First master’s degree registered apprenticeship with an HBCU established in America

Alabama A&M University is taking education and training to a new level with the development of this apprenticeship program, in the field of Social Work.  By creating this program Alabama A&M, a HBCU (Historically Black College and University), is establishing a career path for non-traditional enrollments by non-traditional students.  Historically apprenticeships have focused on the trade industries with larger male enrollment.  An apprenticeship in social work is a new concept, and the social work field is predominantly female. Social workers are critically important to the nagging social ills that undermine so many lives and communities and the demand for them is continually on the rise.

This program has a lot of “firsts,” but what’s really in it for the workforce?

What’s in it for students?  At the successful completion of the apprenticeship program, students will have credentials that demonstrate mastery in this field:  a TCM (Targeted Case Management) Certificate from the Alabama Department of Mental Health, Alabama State Board Licensure, a Master’s Degree in Social Work (MSW on-the-job training that sets them up for success.  As an additional benefit, the cost of tuition and training during the program are covered.
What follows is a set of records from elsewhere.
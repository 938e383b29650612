//! Error types for wisp-client

use thiserror::Error;

/// Result type alias using wisp-client Error
pub type Result<T> = std::result::Result<T, Error>;

/// Errors surfaced by the chat client
#[derive(Error, Debug)]
pub enum Error {
    /// Capture or decode failure
    #[error(transparent)]
    Capture(#[from] wisp_capture::CaptureError),

    /// Browser automation failure
    #[error(transparent)]
    Browser(#[from] wisp_browser::Error),
}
Combined with Alabama’s Last Dollar Scholarship policy the apprentice’s costs for books and tuition are covered by the employer.
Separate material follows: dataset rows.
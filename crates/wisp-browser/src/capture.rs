//! Network response capture.
//!
//! Subscribes to `Network.responseReceived` on the chat page, filters the
//! events through the endpoint classifier, pulls bodies with
//! `Network.getResponseBody`, and feeds the shared tracker. One task per page
//! keeps feeds in arrival order.

use crate::error::{Error, Result};
use base64::Engine as _;
use base64::engine::general_purpose::STANDARD as BASE64;
use chromiumoxide::Page;
use chromiumoxide::cdp::browser_protocol::network::{
    EnableParams, EventResponseReceived, GetResponseBodyParams, RequestId,
};
use futures::StreamExt;
use parking_lot::Mutex;
use std::sync::Arc;
use std::time::Duration;
use tokio::task::JoinHandle;
use wisp_capture::ResponseTracker;

/// Bodies lag the responseReceived event; how often and how many times to
/// retry fetching one.
const BODY_RETRY_DELAY: Duration = Duration::from_millis(150);
const BODY_RETRIES: u32 = 5;

/// Start the capture task for a page.
///
/// Runs until the event stream closes; abort the handle to stop early.
pub async fn spawn_response_capture(
    page: &Page,
    tracker: Arc<Mutex<ResponseTracker>>,
) -> Result<JoinHandle<()>> {
    page.execute(EnableParams::default()).await?;
    let mut events = page.event_listener::<EventResponseReceived>().await?;
    let page = page.clone();

    Ok(tokio::spawn(async move {
        while let Some(event) = events.next().await {
            let url = event.response.url.clone();
            if wisp_capture::classify(&url).is_none() {
                continue;
            }

            let status = event.response.status.clamp(0, u16::MAX as i64) as u16;
            let pending = !response_finished(status, event.response.headers.inner());
            tracing::info!(url, status, pending, "tracked API response");

            match fetch_body(&page, event.request_id.clone()).await {
                Ok(body) => {
                    let outcome = tracker.lock().feed(&url, status, &body, pending);
                    if let Some(outcome) = outcome {
                        tracing::debug!(
                            format = ?outcome.format,
                            chunks_valid = outcome.chunks_valid,
                            chunks_total = outcome.chunks_total,
                            is_complete = outcome.is_complete,
                            "response body decoded"
                        );
                    }
                }
                Err(err) => {
                    tracing::warn!(url, error = %err, "failed to fetch response body");
                }
            }
        }
    }))
}

/// Non-200 statuses and `connection: close` mark the request as resolved.
fn response_finished(status: u16, headers: &serde_json::Value) -> bool {
    if status != 200 {
        return true;
    }
    headers
        .get("connection")
        .or_else(|| headers.get("Connection"))
        .and_then(|v| v.as_str())
        .is_some_and(|v| v.to_ascii_lowercase().contains("close"))
}

async fn fetch_body(page: &Page, request_id: RequestId) -> Result<String> {
    let mut last_err: Option<Error> = None;
    for _ in 0..BODY_RETRIES {
        tokio::time::sleep(BODY_RETRY_DELAY).await;
        match page
            .execute(GetResponseBodyParams::new(request_id.clone()))
            .await
        {
            Ok(response) => {
                let result = &response.result;
                if result.base64_encoded {
                    return match BASE64.decode(result.body.as_bytes()) {
                        Ok(bytes) => Ok(String::from_utf8_lossy(&bytes).into_owned()),
                        Err(err) => Err(Error::Automation(format!(
                            "response body is not valid base64: {}",
                            err
                        ))),
                    };
                }
                return Ok(result.body.clone());
            }
            Err(err) => last_err = Some(err.into()),
        }
    }
    Err(last_err
        .unwrap_or_else(|| Error::Timeout("response body".to_string())))
}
What’s in it for employers?

Social workers are in demand, and this demand will only increase.  In a competitive job market providing this program establishes a pipeline of qualified social workers while assuring they have mastered the competencies behind the credentials.   It ultimately reduces recruitment and retention costs for the employer and provides them new employees with the skills and experience they need to be productive.

What’s in it for Alabama?

This program demonstrates the AOA and Alabama A&M’s dedication to providing exceptional educational opportunities and economic benefits to our state and underserved populations.  It helps to fill the demand for qualified social workers in our state and creates a long-lasting pipeline of qualified professionals in our state who will continue to meet the needs of our citizens.